Webinar by Paul Cupillard
Abstract
Within the last decade, full waveform inversion (FWI) turned to be tractable at the exploration scale, resulting in robust images of the distribution of seismic wave velocities within the 3D subsurface. Because of the increase of computational power, higher and higher frequencies can be taken into account, leading to more and more precise images. Nevertheless, seismic recordings are intrinsically band-limited, so the resolution of the images is limited too and significant uncertainties remain when interpreting them in terms of geological structures. In this webinar, we will outline a method to reduce such uncertainties. The method relies on a Bayesian inverse approach in which structural parameters, such as horizon and fault surface geometry, form the model space, and where the dataset is the FWI image itself. In this context, the appropriate forward modelling tool for mapping the model space into the data space is the non-periodic homogenization operator. This operator enables to compute the effective elastic medium of any structural model filled with elastic properties. The obtained smooth medium is what the waves “see", i.e. the result of a FWI in case of sources and receivers all around the medium.
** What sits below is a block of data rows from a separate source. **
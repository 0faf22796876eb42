use crate::error::{GeometryError, Result};
use geo::{Coord, LineString, Polygon};
use serde::{Deserialize, Serialize};
use std::collections::HashMap;
use std::fmt;

/// A single located event reported by a device.
#[derive(Debug, Clone, PartialEq, Serialize, Deserialize)]
pub struct PointEvent {
    pub longitude: f64,
    pub latitude: f64,
    pub entity_id: String,
}

impl PointEvent {
    pub fn new(longitude: f64, latitude: f64, entity_id: impl Into<String>) -> Self {
        Self {
            longitude,
            latitude,
            entity_id: entity_id.into(),
        }
    }

    pub fn coord(&self) -> Coord<f64> {
        Coord {
            x: self.longitude,
            y: self.latitude,
        }
    }
}

/// Points grouped by owning entity, in geographic (lon, lat) coordinates.
///
/// Entities iterate in the order they were first seen while walking the input
/// backwards. The set is read-only once built; share it behind an `Arc` and
/// replace it wholesale when the dataset changes.
#[derive(Debug, Clone, Default, PartialEq)]
pub struct EntityPointSet {
    entries: Vec<(String, Vec<Coord<f64>>)>,
    index: HashMap<String, usize>,
}

impl EntityPointSet {
    pub fn new() -> Self {
        Self::default()
    }

    pub(crate) fn push(&mut self, entity_id: &str, coord: Coord<f64>) {
        match self.index.get(entity_id) {
            Some(&slot) => self.entries[slot].1.push(coord),
            None => {
                self.index.insert(entity_id.to_string(), self.entries.len());
                self.entries.push((entity_id.to_string(), vec![coord]));
            }
        }
    }

    pub fn get(&self, entity_id: &str) -> Option<&[Coord<f64>]> {
        self.index
            .get(entity_id)
            .map(|&slot| self.entries[slot].1.as_slice())
    }

    /// Number of entities.
    pub fn len(&self) -> usize {
        self.entries.len()
    }

    pub fn is_empty(&self) -> bool {
        self.entries.is_empty()
    }

    /// Total number of points across all entities.
    pub fn point_count(&self) -> usize {
        self.entries.iter().map(|(_, points)| points.len()).sum()
    }

    pub fn iter(&self) -> impl Iterator<Item = (&str, &[Coord<f64>])> {
        self.entries
            .iter()
            .map(|(id, points)| (id.as_str(), points.as_slice()))
    }

    pub fn entity_ids(&self) -> impl Iterator<Item = &str> {
        self.entries.iter().map(|(id, _)| id.as_str())
    }
}

/// A simple polygon with at least three distinct, finite vertices.
///
/// The ring may be given open or closed; it is always stored closed.
#[derive(Debug, Clone, PartialEq)]
pub struct Region {
    polygon: Polygon<f64>,
}

impl Region {
    pub fn new<I>(vertices: I) -> Result<Self>
    where
        I: IntoIterator<Item = Coord<f64>>,
    {
        let mut ring: Vec<Coord<f64>> = Vec::new();
        for (index, coord) in vertices.into_iter().enumerate() {
            if !coord.x.is_finite() || !coord.y.is_finite() {
                return Err(GeometryError::NonFiniteCoordinate {
                    index,
                    x: coord.x,
                    y: coord.y,
                });
            }
            if ring.last() != Some(&coord) {
                ring.push(coord);
            }
        }
        if ring.len() > 1 && ring.first() == ring.last() {
            ring.pop();
        }

        let mut distinct: Vec<Coord<f64>> = Vec::with_capacity(ring.len());
        for coord in &ring {
            if !distinct.contains(coord) {
                distinct.push(*coord);
            }
        }
        if distinct.len() < 3 {
            return Err(GeometryError::TooFewVertices {
                distinct: distinct.len(),
            });
        }

        // Polygon::new closes the exterior ring.
        Ok(Self {
            polygon: Polygon::new(LineString::from(ring), vec![]),
        })
    }

    /// Builds a region from (longitude, latitude) pairs.
    pub fn from_lon_lat(vertices: &[(f64, f64)]) -> Result<Self> {
        Self::new(vertices.iter().map(|&(x, y)| Coord { x, y }))
    }

    /// Takes the exterior ring of a polygon; interior rings are dropped.
    pub fn from_polygon(polygon: &Polygon<f64>) -> Result<Self> {
        Self::new(polygon.exterior().coords().copied())
    }

    pub fn polygon(&self) -> &Polygon<f64> {
        &self.polygon
    }

    /// Vertices of the ring without the closing repeat.
    pub fn vertices(&self) -> &[Coord<f64>] {
        let coords = &self.polygon.exterior().0;
        &coords[..coords.len() - 1]
    }
}

/// Number of entities with at least one point strictly inside a region.
#[derive(Debug, Clone, Copy, PartialEq, Eq, Default, Serialize, Deserialize)]
pub struct CountResult {
    pub entities: usize,
}

impl CountResult {
    /// The text shown on a shape's label.
    pub fn label(&self) -> String {
        self.entities.to_string()
    }
}

impl fmt::Display for CountResult {
    fn fmt(&self, f: &mut fmt::Formatter<'_>) -> fmt::Result {
        write!(f, "{}", self.entities)
    }
}

/// Identifier of a drawn shape.
#[derive(Debug, Clone, Copy, PartialEq, Eq, Hash, PartialOrd, Ord)]
pub struct ShapeId(pub u64);

impl fmt::Display for ShapeId {
    fn fmt(&self, f: &mut fmt::Formatter<'_>) -> fmt::Result {
        write!(f, "shape-{}", self.0)
    }
}
//! Heatmap rasterisation of point events for a single map view.

use crate::config::{HeatmapConfig, ViewConfig};
use crate::projection::lon_lat_to_world_pixel;
use crate::types::PointEvent;
use anyhow::{anyhow, Context, Result};
use image::{ImageBuffer, Rgba, RgbaImage};
use std::fs;
use std::path::Path;
use tracing::{debug, info, warn};

/// Largest accepted view edge, in pixels.
pub const MAX_VIEW_EDGE: u32 = 16_384;

/// Accumulated kernel weights, one cell per output pixel.
#[derive(Debug, Clone)]
pub struct IntensityGrid {
    width: u32,
    height: u32,
    cells: Vec<f32>,
}

impl IntensityGrid {
    /// Intensity at `(x, y)`, `None` outside the grid.
    pub fn get(&self, x: u32, y: u32) -> Option<f32> {
        if x >= self.width || y >= self.height {
            return None;
        }
        self.cells
            .get(y as usize * self.width as usize + x as usize)
            .copied()
    }

    pub fn dimensions(&self) -> (u32, u32) {
        (self.width, self.height)
    }

    pub fn max(&self) -> f32 {
        self.cells.iter().copied().fold(0.0, f32::max)
    }
}

/// Splats every event into the view as a disc of `radius` pixels with a
/// Gaussian falloff over `blur` pixels.
pub fn accumulate(
    view: &ViewConfig,
    heat: &HeatmapConfig,
    events: &[PointEvent],
) -> IntensityGrid {
    let (width, height) = (view.width, view.height);
    let mut cells = vec![0.0_f32; width as usize * height as usize];

    let (cx, cy) = lon_lat_to_world_pixel(view.center_lon, view.center_lat, view.zoom_level);
    let left = cx - width as f64 / 2.0;
    let top = cy - height as f64 / 2.0;

    let radius = heat.radius as f32;
    let sigma = (heat.blur as f32 / 2.0).max(1.0);
    let extent = (heat.radius + heat.blur) as i64;

    let mut drawn = 0usize;
    let mut non_finite = 0usize;
    for event in events {
        if !event.longitude.is_finite() || !event.latitude.is_finite() {
            non_finite += 1;
            continue;
        }
        let (wx, wy) = lon_lat_to_world_pixel(event.longitude, event.latitude, view.zoom_level);
        let px = (wx - left).floor() as i64;
        let py = (wy - top).floor() as i64;

        if px < -extent
            || py < -extent
            || px >= width as i64 + extent
            || py >= height as i64 + extent
        {
            continue;
        }
        drawn += 1;

        for y in (py - extent).max(0)..(py + extent + 1).min(height as i64) {
            for x in (px - extent).max(0)..(px + extent + 1).min(width as i64) {
                let d = (((x - px).pow(2) + (y - py).pow(2)) as f32).sqrt();
                if d > extent as f32 {
                    continue;
                }
                let weight = if d <= radius {
                    1.0
                } else {
                    (-(d - radius).powi(2) / (2.0 * sigma * sigma)).exp()
                };
                cells[y as usize * width as usize + x as usize] += weight;
            }
        }
    }

    if non_finite > 0 {
        warn!(non_finite, "skipped events with non-finite coordinates");
    }
    debug!(events = events.len(), drawn, "accumulated heatmap intensity");
    IntensityGrid {
        width,
        height,
        cells,
    }
}

/// Renders the view to RGBA. Untouched pixels are fully transparent.
pub fn render_heatmap(
    view: &ViewConfig,
    heat: &HeatmapConfig,
    events: &[PointEvent],
) -> Result<RgbaImage> {
    if view.width == 0
        || view.height == 0
        || view.width > MAX_VIEW_EDGE
        || view.height > MAX_VIEW_EDGE
    {
        return Err(anyhow!(
            "Heatmap view {}x{} must be between 1 and {} pixels per edge",
            view.width,
            view.height,
            MAX_VIEW_EDGE
        ));
    }
    let gradient = heat
        .gradient
        .iter()
        .map(|hex| hex_to_rgba(hex))
        .collect::<Result<Vec<_>>>()?;
    if gradient.is_empty() {
        return Err(anyhow!("Heatmap gradient needs at least one colour"));
    }

    let grid = accumulate(view, heat, events);
    let max = grid.max();
    let opacity = heat.opacity.clamp(0.0, 1.0);

    let img: RgbaImage = ImageBuffer::from_fn(view.width, view.height, |x, y| {
        let value = grid.get(x, y).unwrap_or(0.0);
        if value <= 0.0 || max <= 0.0 {
            return Rgba([0, 0, 0, 0]);
        }
        let t = value / max;
        let Rgba([r, g, b, _]) = sample_gradient(&gradient, t);
        Rgba([r, g, b, (t * opacity * 255.0).round() as u8])
    });

    Ok(img)
}

pub fn save_heatmap(path: &Path, img: &RgbaImage) -> Result<()> {
    if let Some(parent) = path.parent() {
        if !parent.as_os_str().is_empty() {
            fs::create_dir_all(parent).context("Failed to create output directory")?;
        }
    }
    img.save(path)
        .with_context(|| format!("Failed to save heatmap {:?}", path))?;
    info!(path = ?path, width = img.width(), height = img.height(), "wrote heatmap");
    Ok(())
}

fn sample_gradient(stops: &[Rgba<u8>], t: f32) -> Rgba<u8> {
    if stops.len() == 1 {
        return stops[0];
    }
    let scaled = t.clamp(0.0, 1.0) * (stops.len() - 1) as f32;
    let lower = (scaled.floor() as usize).min(stops.len() - 2);
    let frac = scaled - lower as f32;
    let (a, b) = (stops[lower].0, stops[lower + 1].0);
    let mix = |i: usize| (a[i] as f32 + (b[i] as f32 - a[i] as f32) * frac).round() as u8;
    Rgba([mix(0), mix(1), mix(2), 255])
}

/// Parses `#rgb` or `#rrggbb`.
fn hex_to_rgba(hex: &str) -> Result<Rgba<u8>> {
    let digits = hex.trim_start_matches('#');
    if !digits.is_ascii() {
        return Err(anyhow!("Invalid colour '{}'", hex));
    }
    let expanded: String = match digits.len() {
        3 => digits.chars().flat_map(|c| [c, c]).collect(),
        6 => digits.to_string(),
        _ => return Err(anyhow!("Invalid colour '{}'", hex)),
    };
    let channel = |i: usize| {
        u8::from_str_radix(&expanded[i..i + 2], 16)
            .with_context(|| format!("Invalid colour '{}'", hex))
    };
    Ok(Rgba([channel(0)?, channel(2)?, channel(4)?, 255]))
}

#[cfg(test)]
mod tests {
    use super::*;

    fn small_view() -> ViewConfig {
        ViewConfig {
            center_lat: 48.262725,
            center_lon: 11.66725,
            zoom_level: 18,
            width: 64,
            height: 48,
        }
    }

    #[test]
    fn empty_events_give_transparent_image() {
        let img = render_heatmap(&small_view(), &HeatmapConfig::default(), &[]).unwrap();
        assert_eq!(img.dimensions(), (64, 48));
        assert!(img.pixels().all(|p| p.0[3] == 0));
    }

    #[test]
    fn centre_point_is_hottest() {
        let view = small_view();
        let heat = HeatmapConfig::default();
        let events = vec![PointEvent::new(view.center_lon, view.center_lat, "a")];

        let img = render_heatmap(&view, &heat, &events).unwrap();
        let centre = img.get_pixel(32, 24);
        assert_eq!(&centre.0[..3], &[255, 0, 0]);
        assert!(centre.0[3] > 200);
        assert_eq!(img.get_pixel(0, 0).0[3], 0);
    }

    #[test]
    fn points_outside_view_are_skipped() {
        let view = small_view();
        let events = vec![PointEvent::new(0.0, 0.0, "far")];
        let grid = accumulate(&view, &HeatmapConfig::default(), &events);
        assert_eq!(grid.dimensions(), (64, 48));
        assert_eq!(grid.max(), 0.0);
    }

    #[test]
    fn non_finite_events_are_not_drawn() {
        let view = small_view();
        let csv = "hash_id,latitude,longitude\ndev-a,NaN,NaN\ndev-b,inf,11.66725\n";
        let events =
            crate::data::read_events_csv(csv.as_bytes(), &crate::config::InputConfig::default())
                .unwrap();
        assert_eq!(events.len(), 2);

        let grid = accumulate(&view, &HeatmapConfig::default(), &events);
        assert_eq!(grid.get(0, 0), Some(0.0));
        assert_eq!(grid.max(), 0.0);
    }

    #[test]
    fn grid_lookup_outside_is_none() {
        let grid = accumulate(&small_view(), &HeatmapConfig::default(), &[]);
        assert_eq!(grid.get(63, 47), Some(0.0));
        assert_eq!(grid.get(64, 0), None);
        assert_eq!(grid.get(0, 48), None);
    }

    #[test]
    fn oversized_views_are_rejected() {
        let view = ViewConfig {
            width: 70_000,
            height: 70_000,
            ..small_view()
        };
        assert!(render_heatmap(&view, &HeatmapConfig::default(), &[]).is_err());

        let empty = ViewConfig {
            width: 0,
            ..small_view()
        };
        assert!(render_heatmap(&empty, &HeatmapConfig::default(), &[]).is_err());
    }

    #[test]
    fn parses_short_and_long_hex() {
        assert_eq!(hex_to_rgba("#0f0").unwrap(), Rgba([0, 255, 0, 255]));
        assert_eq!(hex_to_rgba("49A8DE").unwrap(), Rgba([0x49, 0xA8, 0xDE, 255]));
        assert!(hex_to_rgba("#12345").is_err());
    }

    #[test]
    fn gradient_endpoints() {
        let stops = [Rgba([0, 0, 255, 255]), Rgba([255, 0, 0, 255])];
        assert_eq!(sample_gradient(&stops, 0.0), Rgba([0, 0, 255, 255]));
        assert_eq!(sample_gradient(&stops, 1.0), Rgba([255, 0, 0, 255]));
    }
}
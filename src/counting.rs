//! Unique device counts inside a drawn region.
//!
//! Containment uses geo's `Contains`: a point on an edge or vertex of the
//! region is outside. Every point of every entity is tested, there is no
//! spatial index.

use crate::types::{CountResult, EntityPointSet, Region};
use geo::algorithm::contains::Contains;
use geo::{Coord, Point};
use tracing::debug;

/// Number of `points` strictly inside `region`.
pub fn points_within(region: &Region, points: &[Coord<f64>]) -> usize {
    let polygon = region.polygon();
    points
        .iter()
        .filter(|coord| polygon.contains(&Point::from(**coord)))
        .count()
}

/// Per-entity number of points inside `region`, in set order.
pub fn entity_tallies<'a>(region: &Region, by_entity: &'a EntityPointSet) -> Vec<(&'a str, usize)> {
    by_entity
        .iter()
        .map(|(entity, points)| (entity, points_within(region, points)))
        .collect()
}

/// Counts entities with at least one point inside `region`.
///
/// Both inputs are in the same (geographic) coordinate system. An empty set
/// counts to zero.
pub fn count_within(region: &Region, by_entity: &EntityPointSet) -> CountResult {
    let polygon = region.polygon();
    let entities = by_entity
        .iter()
        .filter(|(_, points)| {
            points
                .iter()
                .any(|coord| polygon.contains(&Point::from(*coord)))
        })
        .count();

    debug!(
        entities,
        candidates = by_entity.len(),
        vertices = region.vertices().len(),
        "counted entities within region"
    );
    CountResult { entities }
}
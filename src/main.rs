use anyhow::Context;
use clap::{Parser, Subcommand};
use device_heatmap::config::AppConfig;
use device_heatmap::{data, export, group, heatmap, ShapeLayer};
use std::path::PathBuf;
use std::sync::Arc;
use tracing::{info, warn};

#[derive(Parser)]
#[command(author, version, about, long_about = None)]
struct Cli {
    #[command(subcommand)]
    command: Commands,
}

#[derive(Subcommand)]
enum Commands {
    /// Count unique devices inside each configured region
    Count {
        #[arg(short, long, value_name = "FILE", default_value = "config.toml")]
        config: PathBuf,
        /// Write the labeled regions as GeoJSON (defaults to output.shapes_geojson)
        #[arg(short, long)]
        write: bool,
    },
    /// Render the event heatmap for the configured view
    Heatmap {
        #[arg(short, long, value_name = "FILE", default_value = "config.toml")]
        config: PathBuf,
        #[arg(short, long, value_name = "FILE")]
        out: Option<PathBuf>,
    },
}

fn main() -> anyhow::Result<()> {
    tracing_subscriber::fmt::init();

    let cli = Cli::parse();

    match &cli.command {
        Commands::Count { config, write } => {
            let app_config = AppConfig::load_from_file(config)?;

            // 1. Group events into a snapshot
            let events = data::load_events(&app_config.input)?;
            let snapshot = group(&events).context("Failed to group point events")?;

            // 2. Label every region against it
            let mut layer = ShapeLayer::new(app_config.input.regions_crs);
            layer.attach(Arc::new(snapshot));

            for named in data::load_regions(&app_config.input)? {
                match layer.finalize(named.region) {
                    Ok(id) => {
                        let label = layer.label(id).map(|c| c.label()).unwrap_or_default();
                        println!("{}\t{}\t{}", id, named.name, label);
                    }
                    Err(e) => warn!(region = %named.name, error = %e, "skipping region"),
                }
            }

            // 3. Export
            if *write {
                let path = &app_config.output.shapes_geojson;
                export::write_geojson(path, export::shapes_to_geojson(&layer)?)?;
                info!(path = ?path, shapes = layer.len(), "wrote labeled shapes");
            }
        }
        Commands::Heatmap { config, out } => {
            let app_config = AppConfig::load_from_file(config)?;
            let events = data::load_events(&app_config.input)?;

            let img = heatmap::render_heatmap(&app_config.view, &app_config.heatmap, &events)?;
            let path = out.as_ref().unwrap_or(&app_config.output.heatmap_png);
            heatmap::save_heatmap(path, &img)?;
        }
    }

    Ok(())
}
Weighting homogenization results by the actual sources and receivers configuration therefore leads to synthetic FWI images to be compared to the data. To sum up, the ingredients of our inverse approach are:
Priors on the structural parameters to be estimated along with a way of sampling them,
- The homogenization operator for computing synthetic FWI images from structural models,
- An appropriate function to estimate the local (i.e. spatialized) likelihood between the synthetic images and the real FWI result,
- The Bayes' theorem to get the posterior distribution of the structural parameters.
We will discuss these four aspects with a particular focus on point 2, showing how the homogenization works along with an application to the SEG-EAGE overthrust model. Relying on this model, we show preliminary results of our inverse approach. This latter emphasises the benefit of considering geomodelling techniques in geophysics to better understand the subsurface.